===== Records supplied
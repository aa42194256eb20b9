//! The flashcard batch: one text call for the word list, then one image per
//! card in list order, each after a fixed pause. The batch holds the global
//! generation lock from start to finish.

use std::sync::{Arc, Mutex, MutexGuard};
use std::time::Duration;

use tokio::sync::watch;
use tokio::time::Instant;
use tracing::{error, info, warn};

use crate::domain::{Flashcard, FlashcardSet};
use crate::generation::ContentGenerator;
use crate::imaging::ImageChain;
use crate::ports::{Notification, Notifier, PortResult};
use crate::prompts;
use crate::store::ContentStore;

use super::gate::GenerationLock;
use super::MAX_FLASHCARDS;

pub const DEFAULT_SET_TOPIC: &str = "Chủ đề mới";

/// Live status of a running batch, published on a watch channel.
#[derive(Debug, Clone, PartialEq, Eq, Default)]
pub enum BatchProgress {
    #[default]
    Idle,
    /// Waiting for the word list.
    Listing,
    /// Pausing before card `next` (zero-based).
    Waiting {
        next: usize,
        total: usize,
        remaining_secs: u64,
    },
    Drawing {
        index: usize,
        total: usize,
        word: String,
    },
    Finished {
        with_image: usize,
        total: usize,
    },
}

impl BatchProgress {
    /// Human-readable status line, `None` when nothing is running.
    pub fn status_text(&self) -> Option<String> {
        match self {
            BatchProgress::Idle | BatchProgress::Finished { .. } => None,
            BatchProgress::Listing => Some("Đang tạo bộ thẻ...".to_string()),
            BatchProgress::Waiting { remaining_secs, .. } => Some(format!(
                "Đang nghỉ để nạp năng lượng... Vẽ thẻ tiếp theo sau {}s",
                remaining_secs
            )),
            BatchProgress::Drawing { index, total, word } => {
                Some(format!("Đang vẽ thẻ {}/{}: {}", index + 1, total, word))
            }
        }
    }
}

/// Summary of a finished batch.
#[derive(Debug, Clone, PartialEq)]
pub struct BatchReport {
    pub topic: String,
    pub cards: Vec<Flashcard>,
    /// Cards whose image request came back empty, by position.
    pub missing_images: Vec<usize>,
    /// Set when a reset or set switch happened mid-batch; remaining cards
    /// were skipped and no result was applied.
    pub interrupted: bool,
}

#[derive(Debug, Default)]
struct FlashcardState {
    topic: String,
    cards: Vec<Flashcard>,
    current_set_id: Option<String>,
    epoch: u64,
}

pub struct FlashcardWorkflow {
    generator: ContentGenerator,
    images: ImageChain,
    library: ContentStore<FlashcardSet>,
    lock: GenerationLock,
    notifier: Arc<dyn Notifier>,
    card_delay: Duration,
    state: Mutex<FlashcardState>,
    progress: watch::Sender<BatchProgress>,
}

impl FlashcardWorkflow {
    pub fn new(
        generator: ContentGenerator,
        images: ImageChain,
        library: ContentStore<FlashcardSet>,
        lock: GenerationLock,
        notifier: Arc<dyn Notifier>,
        card_delay: Duration,
    ) -> Self {
        let (progress, _) = watch::channel(BatchProgress::Idle);
        Self {
            generator,
            images,
            library,
            lock,
            notifier,
            card_delay,
            state: Mutex::new(FlashcardState::default()),
            progress,
        }
    }

    fn state(&self) -> MutexGuard<'_, FlashcardState> {
        self.state.lock().unwrap_or_else(|poisoned| poisoned.into_inner())
    }

    fn publish(&self, progress: BatchProgress) {
        self.progress.send_replace(progress);
    }

    /// Publishes only while `epoch` is still current. The state lock is held
    /// across the send so a concurrent reset cannot be overwritten.
    fn publish_current(&self, epoch: u64, progress: BatchProgress) -> bool {
        let state = self.state();
        if state.epoch != epoch {
            return false;
        }
        self.progress.send_replace(progress);
        true
    }

    fn is_current(&self, epoch: u64) -> bool {
        self.state().epoch == epoch
    }

    pub fn subscribe(&self) -> watch::Receiver<BatchProgress> {
        self.progress.subscribe()
    }

    pub fn progress(&self) -> BatchProgress {
        self.progress.borrow().clone()
    }

    pub fn topic(&self) -> String {
        self.state().topic.clone()
    }

    /// Snapshot of the visible cards.
    pub fn cards(&self) -> Vec<Flashcard> {
        self.state().cards.clone()
    }

    /// Id of the saved set the visible cards came from, if any.
    pub fn current_set_id(&self) -> Option<String> {
        self.state().current_set_id.clone()
    }

    //-------------------------------------------------------------------------------------
    // Batch
    //-------------------------------------------------------------------------------------

    /// Runs a full batch for `topic`. Returns `Ok(None)` without doing
    /// anything when the topic is empty or another generation holds the lock.
    ///
    /// Individual image failures never abort the batch; only a failed word
    /// list request returns `Err`.
    pub async fn create(&self, topic: &str, count: usize) -> PortResult<Option<BatchReport>> {
        let topic = topic.trim();
        if topic.is_empty() {
            return Ok(None);
        }
        let Some(_permit) = self.lock.try_acquire() else {
            warn!(topic, "flashcard batch refused, an image generation is in flight");
            return Ok(None);
        };
        let count = count.clamp(1, MAX_FLASHCARDS);

        let epoch = {
            let mut state = self.state();
            state.epoch += 1;
            state.topic = topic.to_string();
            state.cards.clear();
            state.current_set_id = None;
            state.epoch
        };
        info!(topic, count, "starting flashcard batch");
        self.publish(BatchProgress::Listing);

        let list = match self.generator.generate_flashcard_list(topic, count).await {
            Ok(list) => list,
            Err(e) => {
                error!(topic, error = %e, "flashcard list generation failed");
                self.publish(BatchProgress::Idle);
                self.notifier.notify(Notification::error("Có lỗi khi tạo flashcard"));
                return Err(e);
            }
        };

        {
            let mut state = self.state();
            if state.epoch != epoch {
                drop(state);
                return Ok(Some(self.interrupted(topic, list)));
            }
            state.cards = list.clone();
        }

        let total = list.len();
        let mut cards = list;
        let mut missing_images = Vec::new();
        for index in 0..total {
            if index > 0 && !self.wait_before(index, total, epoch).await {
                info!(topic, next = index, "flashcard batch interrupted during pause");
                return Ok(Some(self.interrupted(topic, cards)));
            }

            let word = cards[index].local_term.clone();
            let drawing = BatchProgress::Drawing {
                index,
                total,
                word: word.clone(),
            };
            if !self.publish_current(epoch, drawing) {
                info!(topic, next = index, "flashcard batch interrupted before drawing");
                return Ok(Some(self.interrupted(topic, cards)));
            }

            let prompt = prompts::flashcard_image_prompt(
                cards[index].foreign_term.as_deref(),
                cards[index].visual_description.as_deref(),
            );
            let image = self.images.generate_image(&prompt).await;
            if image.is_none() {
                warn!(topic, index, word = %word, "no image for flashcard, continuing");
                missing_images.push(index);
            }
            cards[index].image_ref = image.clone();

            let mut state = self.state();
            if state.epoch != epoch {
                drop(state);
                info!(topic, index, "flashcard image arrived after reset, discarding");
                return Ok(Some(self.interrupted(topic, cards)));
            }
            if let Some(card) = state.cards.get_mut(index) {
                card.image_ref = image;
            }
        }

        self.publish(BatchProgress::Finished {
            with_image: total - missing_images.len(),
            total,
        });
        info!(topic, total, missing = missing_images.len(), "flashcard batch finished");
        self.notifier
            .notify(Notification::success("Đã gửi yêu cầu vẽ xong! 📷"));

        Ok(Some(BatchReport {
            topic: topic.to_string(),
            cards,
            missing_images,
            interrupted: false,
        }))
    }

    /// Ends a batch that lost its epoch. The batch still holds the lock, so
    /// no newer batch can be publishing when the status is cleared here.
    fn interrupted(&self, topic: &str, cards: Vec<Flashcard>) -> BatchReport {
        self.publish(BatchProgress::Idle);
        BatchReport {
            topic: topic.to_string(),
            cards,
            missing_images: Vec::new(),
            interrupted: true,
        }
    }

    /// Counts the inter-card pause down in whole seconds. Returns `false` if
    /// the workflow was reset while waiting.
    async fn wait_before(&self, next: usize, total: usize, epoch: u64) -> bool {
        let deadline = Instant::now() + self.card_delay;
        loop {
            let remaining = deadline.saturating_duration_since(Instant::now());
            if remaining.is_zero() {
                return self.is_current(epoch);
            }
            let remaining_secs = remaining.as_secs() + u64::from(remaining.subsec_nanos() > 0);
            let waiting = BatchProgress::Waiting {
                next,
                total,
                remaining_secs,
            };
            if !self.publish_current(epoch, waiting) {
                return false;
            }
            tokio::time::sleep(remaining.min(Duration::from_secs(1))).await;
        }
    }

    //-------------------------------------------------------------------------------------
    // Library
    //-------------------------------------------------------------------------------------

    pub fn saved_sets(&self) -> PortResult<Vec<FlashcardSet>> {
        self.library.list_all()
    }

    /// Saves the visible cards as a new set with a fresh id. Returns `None`
    /// when there is nothing to save.
    pub fn save_current_set(&self) -> PortResult<Option<FlashcardSet>> {
        let (topic, cards) = {
            let state = self.state();
            if state.cards.is_empty() {
                return Ok(None);
            }
            let topic = if state.topic.trim().is_empty() {
                DEFAULT_SET_TOPIC.to_string()
            } else {
                state.topic.clone()
            };
            (topic, state.cards.clone())
        };

        let set = FlashcardSet::snapshot(topic, &cards);
        self.library.save(set.clone())?;
        self.state().current_set_id = Some(set.id.clone());
        info!(set_id = %set.id, cards = set.cards.len(), "saved flashcard set");
        self.notifier
            .notify(Notification::success("Đã lưu bộ thẻ vào thư viện! ✅"));
        Ok(Some(set))
    }

    /// Shows a copy of a saved set. A batch still running is left to finish
    /// without touching the loaded cards.
    pub fn load_set(&self, set: &FlashcardSet) {
        let mut state = self.state();
        state.epoch += 1;
        state.topic = set.topic.clone();
        state.cards = set.cards.clone();
        state.current_set_id = Some(set.id.clone());
    }

    pub fn delete_set(&self, id: &str) -> PortResult<()> {
        self.library.delete(id)?;
        {
            let mut state = self.state();
            if state.current_set_id.as_deref() == Some(id) {
                state.epoch += 1;
                state.cards.clear();
                state.topic.clear();
                state.current_set_id = None;
            }
        }
        self.notifier.notify(Notification::success("Đã xóa bộ thẻ!"));
        Ok(())
    }

    /// Drops the visible cards. A running batch stops issuing new image
    /// requests and its late results are discarded.
    pub fn reset(&self) {
        let mut state = self.state();
        state.epoch += 1;
        state.topic.clear();
        state.cards.clear();
        state.current_set_id = None;
        self.progress.send_replace(BatchProgress::Idle);
    }
}

/// Cursor for the full-screen card viewer. Navigation wraps around.
#[derive(Debug, Clone, Copy, PartialEq, Eq, Default)]
pub struct CardViewer {
    len: usize,
    selected: Option<usize>,
}

impl CardViewer {
    pub fn new(len: usize) -> Self {
        Self { len, selected: None }
    }

    pub fn selected(&self) -> Option<usize> {
        self.selected
    }

    /// Opens card `index`; out-of-range indices are ignored.
    pub fn open(&mut self, index: usize) -> bool {
        if index >= self.len {
            return false;
        }
        self.selected = Some(index);
        true
    }

    pub fn next(&mut self) -> Option<usize> {
        let current = self.selected?;
        let next = if current + 1 < self.len { current + 1 } else { 0 };
        self.selected = Some(next);
        self.selected
    }

    pub fn prev(&mut self) -> Option<usize> {
        let current = self.selected?;
        let prev = if current > 0 { current - 1 } else { self.len - 1 };
        self.selected = Some(prev);
        self.selected
    }

    pub fn close(&mut self) {
        self.selected = None;
    }
}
==========
Work order
Please reproduce exactly the lines in the listing above from the one containing "let next = if" through the one containing "let prev = if", both included, and nothing more.

Response to this task
        let next = if current + 1 < self.len { current + 1 } else { 0 };
        self.selected = Some(next);
        self.selected
    }

    pub fn prev(&mut self) -> Option<usize> {
        let current = self.selected?;
        let prev = if current > 0 { current - 1 } else { self.len - 1 };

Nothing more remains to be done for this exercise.